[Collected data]
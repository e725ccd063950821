pub mod interval;
pub mod models;
pub mod normalize;
pub mod recent_projects;
pub mod retention;
pub mod stats;
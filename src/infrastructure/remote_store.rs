use crate::domain::models::{ActiveSession, LogEntry, RemoteDocument, Settings};
use crate::infrastructure::error::InfraError;
use async_trait::async_trait;
use chrono::{DateTime, Utc};
use std::collections::HashMap;
use std::sync::Mutex;
use tokio::sync::mpsc;

/// Partial document update; `None` fields are left untouched by `merge_update`.
#[derive(Debug, Clone, PartialEq)]
pub struct DocumentPatch {
    pub settings: Option<Settings>,
    pub log: Option<Vec<LogEntry>>,
    pub active_sessions: Option<Vec<ActiveSession>>,
    pub recent_projects: Option<Vec<String>>,
    pub last_updated: DateTime<Utc>,
}

impl DocumentPatch {
    pub fn empty(last_updated: DateTime<Utc>) -> Self {
        Self {
            settings: None,
            log: None,
            active_sessions: None,
            recent_projects: None,
            last_updated,
        }
    }

    pub fn apply_to(&self, document: &mut RemoteDocument) {
        if let Some(settings) = self.settings {
            document.settings = settings;
        }
        if let Some(log) = &self.log {
            document.log = log.clone();
        }
        if let Some(active_sessions) = &self.active_sessions {
            document.active_sessions = active_sessions.clone();
        }
        if let Some(recent_projects) = &self.recent_projects {
            document.recent_projects = recent_projects.clone();
        }
        document.last_updated = Some(self.last_updated);
    }

    pub fn to_value(&self) -> Result<serde_json::Value, InfraError> {
        let mut object = serde_json::Map::new();
        if let Some(settings) = &self.settings {
            object.insert("settings".to_string(), serde_json::to_value(settings)?);
        }
        if let Some(log) = &self.log {
            object.insert("log".to_string(), serde_json::to_value(log)?);
        }
        if let Some(active_sessions) = &self.active_sessions {
            object.insert("activeSessions".to_string(), serde_json::to_value(active_sessions)?);
        }
        if let Some(recent_projects) = &self.recent_projects {
            object.insert("recentProjects".to_string(), serde_json::to_value(recent_projects)?);
        }
        object.insert(
            "lastUpdated".to_string(),
            serde_json::Value::String(self.last_updated.to_rfc3339()),
        );
        Ok(serde_json::Value::Object(object))
    }
}

#[async_trait]
pub trait RemoteDocumentStore: Send + Sync {
    async fn get(&self, key: &str) -> Result<Option<RemoteDocument>, InfraError>;

    /// Fails with `InfraError::RemoteDocumentMissing` when no document exists at `key`.
    async fn merge_update(&self, key: &str, patch: &DocumentPatch) -> Result<(), InfraError>;

    async fn create_or_overwrite(
        &self,
        key: &str,
        document: &RemoteDocument,
    ) -> Result<(), InfraError>;

    /// Full-document snapshots for `key`, starting with the current one if it exists.
    async fn subscribe(
        &self,
        key: &str,
    ) -> Result<mpsc::UnboundedReceiver<RemoteDocument>, InfraError>;
}

#[derive(Debug, Default)]
pub struct InMemoryRemoteDocumentStore {
    documents: Mutex<HashMap<String, RemoteDocument>>,
    subscribers: Mutex<HashMap<String, Vec<mpsc::UnboundedSender<RemoteDocument>>>>,
}

impl InMemoryRemoteDocumentStore {
    fn normalized_key(key: &str) -> Result<String, InfraError> {
        let key = key.trim();
        if key.is_empty() {
            return Err(InfraError::invalid_input("remote document key must not be empty"));
        }
        Ok(key.to_string())
    }

    fn lock_error(error: impl std::fmt::Display) -> InfraError {
        InfraError::Remote(format!("in-memory remote store lock poisoned: {error}"))
    }

    pub fn document(&self, key: &str) -> Option<RemoteDocument> {
        self.documents
            .lock()
            .ok()
            .and_then(|documents| documents.get(key.trim()).cloned())
    }

    fn publish(&self, key: &str, document: &RemoteDocument) -> Result<(), InfraError> {
        let mut subscribers = self.subscribers.lock().map_err(Self::lock_error)?;
        if let Some(senders) = subscribers.get_mut(key) {
            senders.retain(|sender| sender.send(document.clone()).is_ok());
        }
        Ok(())
    }
}

#[async_trait]
impl RemoteDocumentStore for InMemoryRemoteDocumentStore {
    async fn get(&self, key: &str) -> Result<Option<RemoteDocument>, InfraError> {
        let key = Self::normalized_key(key)?;
        let documents = self.documents.lock().map_err(Self::lock_error)?;
        Ok(documents.get(&key).cloned())
    }

    async fn merge_update(&self, key: &str, patch: &DocumentPatch) -> Result<(), InfraError> {
        let key = Self::normalized_key(key)?;
        let updated = {
            let mut documents = self.documents.lock().map_err(Self::lock_error)?;
            let document = documents
                .get_mut(&key)
                .ok_or_else(|| InfraError::RemoteDocumentMissing(key.clone()))?;
            patch.apply_to(document);
            document.clone()
        };
        self.publish(&key, &updated)
    }

    async fn create_or_overwrite(
        &self,
        key: &str,
        document: &RemoteDocument,
    ) -> Result<(), InfraError> {
        let key = Self::normalized_key(key)?;
        {
            let mut documents = self.documents.lock().map_err(Self::lock_error)?;
            documents.insert(key.clone(), document.clone());
        }
        self.publish(&key, document)
    }

    async fn subscribe(
        &self,
        key: &str,
    ) -> Result<mpsc::UnboundedReceiver<RemoteDocument>, InfraError> {
        let key = Self::normalized_key(key)?;
        let (sender, receiver) = mpsc::unbounded_channel();
        let current = {
            let documents = self.documents.lock().map_err(Self::lock_error)?;
            documents.get(&key).cloned()
        };
        if let Some(document) = current {
            let _ = sender.send(document);
        }
        self.subscribers
            .lock()
            .map_err(Self::lock_error)?
            .entry(key)
            .or_default()
            .push(sender);
        Ok(receiver)
    }
}
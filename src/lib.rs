//! Work-focus timer engine: concurrent Pomodoro sessions, a local-first
//! persistence layer mirrored to a per-account remote document, tiered log
//! retention and undoable deletes.

pub mod application;
pub mod domain;
pub mod infrastructure;

pub use application::bootstrap::{
    bootstrap_workspace, resume_account, start_runtime, BootstrapResult,
};
pub use application::clock::{system_clock, FakeClock, NowProvider};
pub use application::engine::{
    CompletionKind, CompletionOutcome, Engine, EngineView, LogDecision, LogEntryEdit, ManualEntry,
    PendingConfirmation,
};
pub use application::runtime::{EngineEvent, EngineRuntime};
pub use application::summaries::{SummaryService, TextCapabilities};
pub use domain::models::{
    AccountState, ActiveSession, IntervalKind, LogEntry, RemoteDocument, Settings, Task,
};
pub use domain::stats::LogStats;
pub use infrastructure::config::EngineConfig;
pub use infrastructure::error::InfraError;
pub use infrastructure::logging::init_logging;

▸ **WHAT TO DO**: Lines that contain the word "InMemoryRemoteDocumentStore": how many are there in the data? Give the number and nothing else.

▸ **RESULT FOR THIS TASK**: 3